Our Morocco Trek re-union was held in Edinburgh over the period Friday 26th to Wednesday 31st August 2011. Our Agenda took in walking, sightseeing as well as a bit of culture in this wonderful old City. Pia had secured a flat in the prestigious New Town on Dundas Street, a stones through away from George Street and thus an ace location as well as being a first class flat.

All of us were arriving on Friday from across the UK, meeting at the flat firstly and then going out to sample the Festival atmosphere. The Edinburgh Festival is a generic term used to describe the cultural explosion which takes place in the City in August each year. It is in fact made up of a variety of festivals and events including the International Festival, The Fringe Festival, Edinburgh Book Festival, Edinburgh Military Tattoo, Jazz Festival and Edinburgh Mela. The Edinburgh Fringe is not only the largest arts festival in the world; it’s the most important, the most exciting and undoubtedly the most fun. It grows each year and in 2011 there were approximately 258 venues, 2542 shows and 41,689 performances.

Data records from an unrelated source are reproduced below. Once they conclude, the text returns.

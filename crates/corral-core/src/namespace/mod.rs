//! Linux namespace management for container isolation.
//!
//! Translates the configured namespace set into `unshare(2)` flags and
//! writes user-namespace id maps.

pub mod user;

use corral_common::config::NamespaceSet;
use nix::sched::{CloneFlags, unshare};

/// Returns the `CLONE_NEW*` flags for the configured namespace set.
#[must_use]
pub fn clone_flags(set: &NamespaceSet) -> CloneFlags {
    let mut flags = CloneFlags::empty();
    flags.set(CloneFlags::CLONE_NEWPID, set.pid);
    flags.set(CloneFlags::CLONE_NEWNS, set.mount);
    flags.set(CloneFlags::CLONE_NEWNET, set.network);
    flags.set(CloneFlags::CLONE_NEWUSER, set.user);
    flags.set(CloneFlags::CLONE_NEWIPC, set.ipc);
    flags.set(CloneFlags::CLONE_NEWUTS, set.uts);
    flags
}

/// Moves the calling process into new namespaces.
///
/// Intended for a `pre_exec` hook of the container's init process. With
/// `CLONE_NEWPID` only the children of the caller land in the new PID
/// namespace; the init daemon forks a placeholder that becomes pid 1 there
/// before spawning anything else.
///
/// # Errors
///
/// Returns the errno of the failing `unshare(2)`.
pub fn unshare_all(flags: CloneFlags) -> nix::Result<()> {
    if flags.is_empty() {
        return Ok(());
    }
    unshare(flags)
}

#[cfg(test)]
mod tests {
    use super::*;

    #[test]
    fn default_set_excludes_user_namespace() {
        let flags = clone_flags(&NamespaceSet::default());
        assert!(flags.contains(CloneFlags::CLONE_NEWPID));
        assert!(flags.contains(CloneFlags::CLONE_NEWNET));
        assert!(!flags.contains(CloneFlags::CLONE_NEWUSER));
    }

    #[test]
    fn empty_set_unshares_nothing() {
        let set = NamespaceSet {
            pid: false,
            mount: false,
            network: false,
            user: false,
            ipc: false,
            uts: false,
        };
        let flags = clone_flags(&set);
        assert!(flags.is_empty());
        unshare_all(flags).unwrap();
    }
}
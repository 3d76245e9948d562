//! User namespace id maps.
//!
//! Maps container uid/gid 0 onto the container's allocated host uid range,
//! so root inside the container is an unprivileged user on the host.

use std::path::PathBuf;

use corral_common::error::{CorralError, Result};

/// One line of a `uid_map`/`gid_map` file.
#[derive(Debug, Clone, Copy, PartialEq, Eq)]
pub struct IdMapping {
    /// First id inside the namespace.
    pub container_id: u32,
    /// First id on the host.
    pub host_id: u32,
    /// Number of consecutive ids mapped.
    pub size: u32,
}

impl IdMapping {
    /// Maps container root onto `host_id..host_id + size`.
    #[must_use]
    pub const fn root_at(host_id: u32, size: u32) -> Self {
        Self {
            container_id: 0,
            host_id,
            size,
        }
    }

    fn line(&self) -> String {
        format!("{} {} {}", self.container_id, self.host_id, self.size)
    }
}

/// Writes the uid and gid maps of process `pid`.
///
/// Denies `setgroups` first, which the kernel requires before an
/// unprivileged writer may set a gid map.
///
/// # Errors
///
/// Returns an error if writing to `/proc/<pid>/setgroups`,
/// `/proc/<pid>/uid_map` or `/proc/<pid>/gid_map` fails.
pub fn write_id_maps(pid: u32, mapping: IdMapping) -> Result<()> {
    write_id_maps_under(&PathBuf::from("/proc"), pid, mapping)
}

fn write_id_maps_under(proc_root: &std::path::Path, pid: u32, mapping: IdMapping) -> Result<()> {
    let dir = proc_root.join(pid.to_string());
    let line = mapping.line();

    let setgroups_path = dir.join("setgroups");
    if setgroups_path.exists() {
        std::fs::write(&setgroups_path, "deny").map_err(|e| CorralError::io(&setgroups_path, e))?;
    }

    let uid_map_path = dir.join("uid_map");
    std::fs::write(&uid_map_path, &line).map_err(|e| CorralError::io(&uid_map_path, e))?;

    let gid_map_path = dir.join("gid_map");
    std::fs::write(&gid_map_path, &line).map_err(|e| CorralError::io(&gid_map_path, e))?;

    tracing::debug!(pid, map = %line, "wrote uid/gid map");
    Ok(())
}

#[cfg(test)]
mod tests {
    use super::*;

    #[test]
    fn root_mapping_line() {
        assert_eq!(IdMapping::root_at(10_000, 1).line(), "0 10000 1");
    }

    #[test]
    fn maps_are_written_under_pid_directory() {
        let root = tempfile::tempdir().unwrap();
        let pid_dir = root.path().join("42");
        std::fs::create_dir(&pid_dir).unwrap();
        std::fs::write(pid_dir.join("setgroups"), "allow").unwrap();

        write_id_maps_under(root.path(), 42, IdMapping::root_at(20_000, 65_536)).unwrap();

        assert_eq!(std::fs::read_to_string(pid_dir.join("setgroups")).unwrap(), "deny");
        assert_eq!(std::fs::read_to_string(pid_dir.join("uid_map")).unwrap(), "0 20000 65536");
        assert_eq!(std::fs::read_to_string(pid_dir.join("gid_map")).unwrap(), "0 20000 65536");
    }

    #[test]
    fn missing_process_reports_path() {
        let root = tempfile::tempdir().unwrap();
        let err = write_id_maps_under(root.path(), 7, IdMapping::root_at(1, 1)).unwrap_err();
        assert!(err.to_string().contains("uid_map"));
    }
}
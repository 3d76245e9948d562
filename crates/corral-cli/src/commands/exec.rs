//! `corral exec` — Run a program in a running container.

use std::io::{self, Read, Write};
use std::process::ExitCode;
use std::thread;

use anyhow::Context;
use clap::Args;
use corral_common::config::CorralConfig;
use corral_common::constants::{RUN_DIR, SOCKET_NAME};
use corral_common::types::{Handle, ProcessSpec, ResourceLimits, TtySpec};
use corral_daemon::client::{DaemonClient, Process};

/// Arguments for the `exec` command.
#[derive(Args, Debug)]
pub struct ExecArgs {
    /// Handle of the container.
    pub handle: String,

    /// User to run as inside the container.
    #[arg(short, long)]
    pub user: Option<String>,

    /// Working directory inside the container.
    #[arg(short = 'w', long)]
    pub dir: Option<String>,

    /// Environment entry as `KEY=value`. Repeatable.
    #[arg(short, long = "env")]
    pub env: Vec<String>,

    /// Attach the program to a pseudo-terminal.
    #[arg(short, long)]
    pub tty: bool,

    /// Program and its arguments.
    #[arg(last = true, required = true)]
    pub command: Vec<String>,
}

/// Executes the `exec` command and exits with the program's status.
///
/// # Errors
///
/// Returns an error if the container's daemon cannot be reached or the
/// program cannot be started.
pub fn execute(args: ExecArgs, config: &CorralConfig) -> anyhow::Result<ExitCode> {
    Handle::new(args.handle.as_str()).validate()?;
    let socket = config.depot_dir.join(&args.handle).join(RUN_DIR).join(SOCKET_NAME);
    let client = DaemonClient::new(socket);

    let (path, rest) = args.command.split_first().context("no program given")?;
    let spec = ProcessSpec {
        path: path.clone(),
        args: rest.to_vec(),
        env: args.env,
        dir: args.dir,
        user: args.user.unwrap_or_default(),
        limits: ResourceLimits::default(),
    };

    let status = if args.tty {
        run_with_tty(&client, &spec)
    } else {
        run_with_pipes(&client, &spec)
    }
    .with_context(|| format!("running {} in {}", spec.path, args.handle))?;
    tracing::debug!(handle = %args.handle, status, "program exited");

    Ok(ExitCode::from(u8::try_from(status).unwrap_or(u8::MAX)))
}

fn run_with_pipes(client: &DaemonClient, spec: &ProcessSpec) -> anyhow::Result<i32> {
    let mut process = client.run_with_pipes(spec)?;

    if let Some(mut stdin) = process.take_stdin() {
        // Detached: blocks on our stdin until the program no longer reads.
        let _ = thread::spawn(move || io::copy(&mut io::stdin(), &mut stdin));
    }
    let stdout = process
        .take_stdout()
        .map(|mut out| thread::spawn(move || io::copy(&mut out, &mut io::stdout())));
    let stderr = process
        .take_stderr()
        .map(|mut err| thread::spawn(move || io::copy(&mut err, &mut io::stderr())));

    let status = process.wait()?;
    for copier in [stdout, stderr].into_iter().flatten() {
        let _ = copier.join();
    }
    Ok(status)
}

fn run_with_tty(client: &DaemonClient, spec: &ProcessSpec) -> anyhow::Result<i32> {
    let process = client.run_with_tty(spec, TtySpec::default())?;

    let mut input = process.master().try_clone()?;
    let _ = thread::spawn(move || io::copy(&mut io::stdin(), &mut input));

    let mut output = process.master().try_clone()?;
    let reader = thread::spawn(move || {
        let mut buf = [0_u8; 4096];
        // The master reads EIO once the program's side of the pty closes.
        while let Ok(n @ 1..) = output.read(&mut buf) {
            let mut stdout = io::stdout();
            if stdout.write_all(&buf[..n]).and_then(|()| stdout.flush()).is_err() {
                break;
            }
        }
    });

    let status = process.wait()?;
    let _ = reader.join();
    Ok(status)
}

#[cfg(test)]
mod tests {
    use super::*;

    #[test]
    fn handle_outside_the_depot_is_refused() {
        let args = ExecArgs {
            handle: "../other".into(),
            user: None,
            dir: None,
            env: Vec::new(),
            tty: false,
            command: vec!["/bin/true".into()],
        };
        let err = execute(args, &CorralConfig::default()).unwrap_err();
        assert!(err.to_string().contains("invalid handle"), "{err:#}");
    }
}
//! # corral-core
//!
//! Low-level Linux primitives for the Corral runtime.
//!
//! This crate provides safe abstractions over:
//! - **Namespaces**: unshare flags and user-namespace id maps.
//! - **Resource limits**: `setrlimit(2)` for spawned processes.
//! - **Pseudo-terminals**: pty pairs, controlling terminals, window size.
//! - **Descriptor hand-off**: close-on-exec control and `SCM_RIGHTS`
//!   transfer over Unix sockets.
//! - **Users**: name to uid/gid/home resolution.
//!
//! All unsafe system calls are encapsulated in safe wrappers with
//! proper error handling and `// SAFETY:` documentation.

#![allow(unsafe_code)]
#![cfg_attr(test, allow(clippy::expect_used, clippy::unwrap_used))]

pub mod fd;
pub mod namespace;
pub mod pty;
pub mod rlimit;
pub mod user;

We went up The Mound and down the High Street, sampling some street entertainment as we went. Our first pub stop was the Albanach on High Street which is recommended on the City’s Pub Trail and here the beer was ever so good. We turned to the right at the Tron Kirk and went into Hunter Square and down Blair Street to the Cowgate sampling the Fringe Venues such as The Underbelly. The atmosphere was magic. We were soon in the famous Grassmarket and somewhat peckish we stopped at Mamma’s for a light meal. The Grassmarket was “buzzing” as we made our way back to Dundas Street at a late hour and we were well aware we had an early start next morning as we were walking in The Pentland Hills.

What is particularly good about these hills is that there are so many walks and variations. Pia had been here before and like so many others found that it’s just not possible to tire of them. We had opted for a linear walk taking in around 10 individual tops.

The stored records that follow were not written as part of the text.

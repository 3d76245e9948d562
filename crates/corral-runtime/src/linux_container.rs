//! Containers backed by Linux namespaces and an in-container init daemon.

use std::collections::BTreeSet;
use std::io::{self, Write};
use std::os::fd::{AsFd, AsRawFd};
use std::os::unix::process::CommandExt;
use std::path::{Path, PathBuf};
use std::process::{Command, Stdio};
use std::sync::{Arc, Mutex, MutexGuard, PoisonError};
use std::thread;
use std::time::{Duration, Instant};

use chrono::{DateTime, Utc};
use corral_common::config::{CorralConfig, NamespaceSet};
use corral_common::constants::{HOST_SOCKET_FD, RUN_DIR, SOCKET_NAME, SYNC_WRITER_FD};
use corral_common::error::{CorralError, Result};
use corral_common::types::{
    ContainerSpec, ContainerState, Handle, ProcessSpec, Properties, Signal, TtySpec,
};
use corral_core::fd;
use corral_core::namespace::{self, user::IdMapping};
use corral_daemon::client::{DaemonClient, Process};
use corral_daemon::listener::Listener;
use corral_daemon::reaper::Reaper;
use corral_daemon::rendezvous::PipeSynchronizer;
use corral_pool::Allocation;
use nix::sys::signal::kill;
use nix::unistd::Pid;

use crate::container::{Container, ContainerInfo};
use crate::fence::NetworkFencer;
use crate::snapshot::ContainerSnapshot;

const EXIT_POLL_INTERVAL: Duration = Duration::from_millis(50);

/// Settings shared by every container of one host.
#[derive(Debug, Clone)]
pub struct ContainerSettings {
    /// Init binary executed in each container.
    pub init_binary: PathBuf,
    /// Namespaces unshared for each container.
    pub namespaces: NamespaceSet,
    /// Deadline for init to report readiness.
    pub rendezvous_timeout: Duration,
    /// Delay between asking processes to terminate and killing them.
    pub stop_timeout: Duration,
    /// Grace time for containers that do not set their own.
    pub grace_time: Option<Duration>,
}

impl ContainerSettings {
    /// Extracts the container settings from the host configuration.
    pub fn from_config(config: &CorralConfig) -> Self {
        Self {
            init_binary: config.init_binary.clone(),
            namespaces: config.namespaces,
            rendezvous_timeout: config.rendezvous_timeout(),
            stop_timeout: config.stop_timeout(),
            grace_time: config.container_grace_time(),
        }
    }
}

/// The container's init process.
#[derive(Debug, Clone, Copy, PartialEq, Eq)]
enum Init {
    /// Started by this host; the reaper owns its exit status.
    Child(i32),
    /// Started before a host restart; only signals reach it.
    Adopted(i32),
}

impl Init {
    const fn pid(self) -> i32 {
        match self {
            Self::Child(pid) | Self::Adopted(pid) => pid,
        }
    }
}

#[derive(Debug)]
struct Lifecycle {
    state: ContainerState,
    init: Option<Init>,
    processes: BTreeSet<i32>,
}

/// A container whose processes run under `corral-initd` inside fresh
/// namespaces.
#[derive(Debug)]
pub struct LinuxContainer {
    allocation: Allocation,
    rootfs: String,
    properties: Properties,
    grace_time: Option<Duration>,
    path: PathBuf,
    created_at: DateTime<Utc>,
    settings: Arc<ContainerSettings>,
    reaper: Arc<Reaper>,
    fencer: Arc<dyn NetworkFencer>,
    client: DaemonClient,
    lifecycle: Mutex<Lifecycle>,
}

impl LinuxContainer {
    /// Creates a container in the `Creating` state. Nothing runs until
    /// [`Container::start`].
    pub fn new(
        allocation: Allocation,
        spec: &ContainerSpec,
        path: PathBuf,
        settings: Arc<ContainerSettings>,
        reaper: Arc<Reaper>,
        fencer: Arc<dyn NetworkFencer>,
    ) -> Self {
        let client = DaemonClient::new(socket_path(&path));
        Self {
            allocation,
            rootfs: spec.rootfs.clone(),
            properties: spec.properties.clone(),
            grace_time: spec.grace_time.or(settings.grace_time),
            path,
            created_at: Utc::now(),
            settings,
            reaper,
            fencer,
            client,
            lifecycle: Mutex::new(Lifecycle {
                state: ContainerState::Creating,
                init: None,
                processes: BTreeSet::new(),
            }),
        }
    }

    /// Rebuilds a container from a snapshot.
    ///
    /// A container whose init process is still alive comes back `Active`;
    /// otherwise it comes back `Stopped`.
    pub fn restore(
        snapshot: ContainerSnapshot,
        path: PathBuf,
        settings: Arc<ContainerSettings>,
        reaper: Arc<Reaper>,
        fencer: Arc<dyn NetworkFencer>,
    ) -> Self {
        let alive = snapshot
            .init_pid
            .filter(|&pid| snapshot.state == ContainerState::Active && is_alive(pid));
        let (state, init) = match alive {
            Some(pid) => (ContainerState::Active, Some(Init::Adopted(pid))),
            None => (ContainerState::Stopped, None),
        };
        tracing::info!(handle = %snapshot.allocation.handle, %state, "container restored");
        let client = DaemonClient::new(socket_path(&path));
        Self {
            rootfs: snapshot.rootfs,
            properties: snapshot.properties,
            grace_time: snapshot.grace_time_secs.map(Duration::from_secs),
            allocation: snapshot.allocation,
            path,
            created_at: snapshot.created_at,
            settings,
            reaper,
            fencer,
            client,
            lifecycle: Mutex::new(Lifecycle {
                state,
                init,
                processes: BTreeSet::new(),
            }),
        }
    }

    /// Resources bound to the container.
    pub const fn allocation(&self) -> &Allocation {
        &self.allocation
    }

    /// Depot directory of the container.
    pub fn path(&self) -> &Path {
        &self.path
    }

    /// Host pid of the init process, while it runs.
    pub fn init_pid(&self) -> Option<i32> {
        self.lifecycle().init.map(Init::pid)
    }

    fn lifecycle(&self) -> MutexGuard<'_, Lifecycle> {
        self.lifecycle.lock().unwrap_or_else(PoisonError::into_inner)
    }

    fn set_state(&self, state: ContainerState) {
        self.lifecycle().state = state;
    }

    fn init_command(&self, run_dir: &Path) -> Command {
        let mut command = Command::new(&self.settings.init_binary);
        let _ = command
            .arg("--run-dir")
            .arg(run_dir)
            .arg("--handle")
            .arg(self.allocation.handle.as_str())
            .stdin(Stdio::null())
            .stdout(Stdio::null())
            .stderr(Stdio::null());
        if self.rootfs.starts_with('/') {
            let _ = command.arg("--rootfs").arg(&self.rootfs);
        }
        if self.settings.namespaces.pid {
            let _ = command.arg("--pid-namespace");
        }
        if self.settings.namespaces.user {
            let _ = command.arg("--user-namespace");
        }
        command
    }

    fn spawn_init(&self) -> Result<(i32, PipeSynchronizer)> {
        let run_dir = self.path.join(RUN_DIR);
        std::fs::create_dir_all(&run_dir).map_err(|e| CorralError::io(&run_dir, e))?;
        let listener = Listener::bind(&socket_path(&self.path))?;
        let (sync, writer) = PipeSynchronizer::pair()?;

        let mut command = self.init_command(&run_dir);
        let inherited = [
            (writer.as_fd().as_raw_fd(), SYNC_WRITER_FD),
            (listener.as_fd().as_raw_fd(), HOST_SOCKET_FD),
        ];
        let flags = namespace::clone_flags(&self.settings.namespaces);
        // SAFETY: the hook only calls fcntl, dup2 and unshare, none of
        // which allocate.
        unsafe {
            let _ = command.pre_exec(move || {
                fd::inherit_all(&inherited)?;
                namespace::unshare_all(flags).map_err(io::Error::from)
            });
        }

        let pid = self
            .reaper
            .spawn(&mut command)
            .map_err(|e| CorralError::Spawn {
                message: format!("{}: {e}", self.settings.init_binary.display()),
            })?;
        // Init holds the only copies now; a dead init must read as EOF.
        drop(writer);
        drop(listener);
        Ok((pid, sync))
    }

    fn await_init(&self, pid: i32, sync: PipeSynchronizer) -> Result<()> {
        if self.settings.namespaces.user {
            let host_pid = u32::try_from(pid).map_err(|_| CorralError::ProcessNotFound { pid })?;
            let uids = self.allocation.uids;
            namespace::user::write_id_maps(host_pid, IdMapping::root_at(uids.start, uids.size))?;
        }
        sync.wait(self.settings.rendezvous_timeout)?;
        self.fencer
            .setup(&self.allocation.handle, self.allocation.network)
    }

    fn signal_init(&self, init: Init, signal: Signal) {
        let result = match init {
            Init::Child(pid) => self.reaper.signal(pid, signal),
            Init::Adopted(pid) => kill(Pid::from_raw(pid), nix::sys::signal::Signal::from(signal))
                .map_err(|e| CorralError::os("kill", e)),
        };
        if let Err(e) = result {
            tracing::debug!(handle = %self.allocation.handle, pid = init.pid(), error = %e, "signal not delivered");
        }
    }

    fn has_exited(&self, init: Init) -> bool {
        match init {
            Init::Child(pid) => !matches!(self.reaper.try_status(pid), Ok(None)),
            Init::Adopted(pid) => !is_alive(pid),
        }
    }

    fn wait_for_exit(&self, init: Init, timeout: Duration) -> bool {
        let deadline = Instant::now() + timeout;
        while !self.has_exited(init) {
            if Instant::now() >= deadline {
                return false;
            }
            thread::sleep(EXIT_POLL_INTERVAL);
        }
        true
    }
}

fn socket_path(container_path: &Path) -> PathBuf {
    container_path.join(RUN_DIR).join(SOCKET_NAME)
}

fn is_alive(pid: i32) -> bool {
    kill(Pid::from_raw(pid), None).is_ok()
}

impl Container for LinuxContainer {
    fn handle(&self) -> &Handle {
        &self.allocation.handle
    }

    fn properties(&self) -> Properties {
        self.properties.clone()
    }

    fn grace_time(&self) -> Option<Duration> {
        self.grace_time
    }

    fn state(&self) -> ContainerState {
        self.lifecycle().state
    }

    fn start(&self) -> Result<()> {
        let state = self.state();
        if !matches!(state, ContainerState::Creating | ContainerState::Stopped) {
            return Err(CorralError::Config {
                message: format!("container {} is {state}", self.allocation.handle),
            });
        }

        let (pid, sync) = self.spawn_init()?;
        if let Err(e) = self.await_init(pid, sync) {
            tracing::warn!(handle = %self.allocation.handle, pid, error = %e, "init did not come up");
            self.signal_init(Init::Child(pid), Signal::Kill);
            let _ = self.reaper.wait(pid);
            return Err(e);
        }

        let mut lifecycle = self.lifecycle();
        lifecycle.init = Some(Init::Child(pid));
        lifecycle.state = ContainerState::Active;
        drop(lifecycle);
        tracing::info!(handle = %self.allocation.handle, pid, network = %self.allocation.network, "container started");
        Ok(())
    }

    fn stop(&self, kill: bool) -> Result<()> {
        let (init, processes) = {
            let lifecycle = self.lifecycle();
            (lifecycle.init, lifecycle.processes.clone())
        };
        let signal = if kill { Signal::Kill } else { Signal::Terminate };

        if let Some(init) = init {
            for pid in processes {
                if let Err(e) = self.client.signal(pid, signal) {
                    tracing::debug!(handle = %self.allocation.handle, pid, error = %e, "process already gone");
                }
            }
            self.signal_init(init, signal);
            if !self.wait_for_exit(init, self.settings.stop_timeout) {
                tracing::info!(handle = %self.allocation.handle, pid = init.pid(), "init ignored termination; killing");
                self.signal_init(init, Signal::Kill);
                if !self.wait_for_exit(init, self.settings.stop_timeout) {
                    return Err(CorralError::Spawn {
                        message: format!("init {} of {} did not exit", init.pid(), self.allocation.handle),
                    });
                }
            }
            if let Init::Child(pid) = init {
                let status = self.reaper.wait(pid)?;
                tracing::debug!(handle = %self.allocation.handle, pid, status, "init exited");
            }
        }

        let mut lifecycle = self.lifecycle();
        lifecycle.init = None;
        lifecycle.processes.clear();
        lifecycle.state = ContainerState::Stopped;
        drop(lifecycle);
        tracing::info!(handle = %self.allocation.handle, kill, "container stopped");
        Ok(())
    }

    fn info(&self) -> Result<ContainerInfo> {
        let lifecycle = self.lifecycle();
        Ok(ContainerInfo {
            handle: self.allocation.handle.clone(),
            state: lifecycle.state,
            host_ip: self.allocation.network.host_ip(),
            container_ip: self.allocation.network.container_ip(),
            container_path: self.path.clone(),
            properties: self.properties.clone(),
            process_ids: lifecycle.processes.iter().copied().collect(),
            created_at: self.created_at,
        })
    }

    fn snapshot(&self, out: &mut dyn Write) -> Result<()> {
        let lifecycle = self.lifecycle();
        let snapshot = ContainerSnapshot {
            allocation: self.allocation.clone(),
            rootfs: self.rootfs.clone(),
            properties: self.properties.clone(),
            grace_time_secs: self.grace_time.map(|d| d.as_secs()),
            state: lifecycle.state,
            init_pid: lifecycle.init.map(Init::pid),
            created_at: self.created_at,
        };
        drop(lifecycle);
        serde_json::to_writer(out, &snapshot)?;
        Ok(())
    }

    fn cleanup(&self) -> Result<()> {
        let detached = std::mem::take(&mut self.lifecycle().processes);
        tracing::debug!(handle = %self.allocation.handle, processes = detached.len(), "detached from processes");
        Ok(())
    }

    fn run(&self, spec: &ProcessSpec, tty: Option<TtySpec>) -> Result<Box<dyn Process>> {
        let state = self.state();
        if state != ContainerState::Active {
            return Err(CorralError::Config {
                message: format!("container {} is {state}", self.allocation.handle),
            });
        }
        let process = self.client.run(spec, tty)?;
        let _ = self.lifecycle().processes.insert(process.id());
        tracing::info!(handle = %self.allocation.handle, pid = process.id(), path = %spec.path, "process running");
        Ok(process)
    }

    fn attach(&self, pid: i32) -> Result<i32> {
        if !self.lifecycle().processes.contains(&pid) {
            return Err(CorralError::ProcessNotFound { pid });
        }
        let status = self.client.attach(pid)?;
        let _ = self.lifecycle().processes.remove(&pid);
        Ok(status)
    }
}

We had an enjoyable breakfast at Henderson’s before we caught the No102 Dumfries Bus on Lothian Road which was dropping us off at Flotterstone at 10.15am and the start of our walk for the day. The weather was kind to us all day staying dry but cold at times on the higher hills. Our first hill was Turnhouse Hill, then Carnethy Hill at 571m and then on to Scald Law at 579m the highest point of the day. We took a slight detour from the main path to get to the top of South Black Hill at 563m, before getting to the tops of East Kip 534m and West Kip 551m. West Kip is a mountain in miniature and is perhaps the shapeliest; having a narrow and rocky summit that is gained by an all round steep ascent. Our first intention was to follow the path down to Nile Mile Burn but due to good progression we decided to do Spittal Hill 526m and Patie’s Hill at 500m before coming down near Carlops at the back of 3pm and telephoning for a local taxi to take us to Roslin to see round the famous Roslin Chapel. After a drink at the Original Roslin Hotel it was back by bus to Edinburgh.

We had decided on an Italian meal and my recommendation was to go to Bar Roma in the West End, a well established restaurant I had known when I worked in the City many years ago. We all had a wonderful time where food, wine and service were just ace in a packed restaurant with a lovely ambiance.

Sunday morning saw us up nice and early and having breakfast on George St before heading to the bus station for the X59 Stagecoach bus to Leven. We gained Fife Dayrider tickets (not five!!) and we were on our way at 10.35am on a dull but dry morning. On a Sunday the X59 changes to the No 95 (at Leven) which takes you up the Fife Coast to St Andrews.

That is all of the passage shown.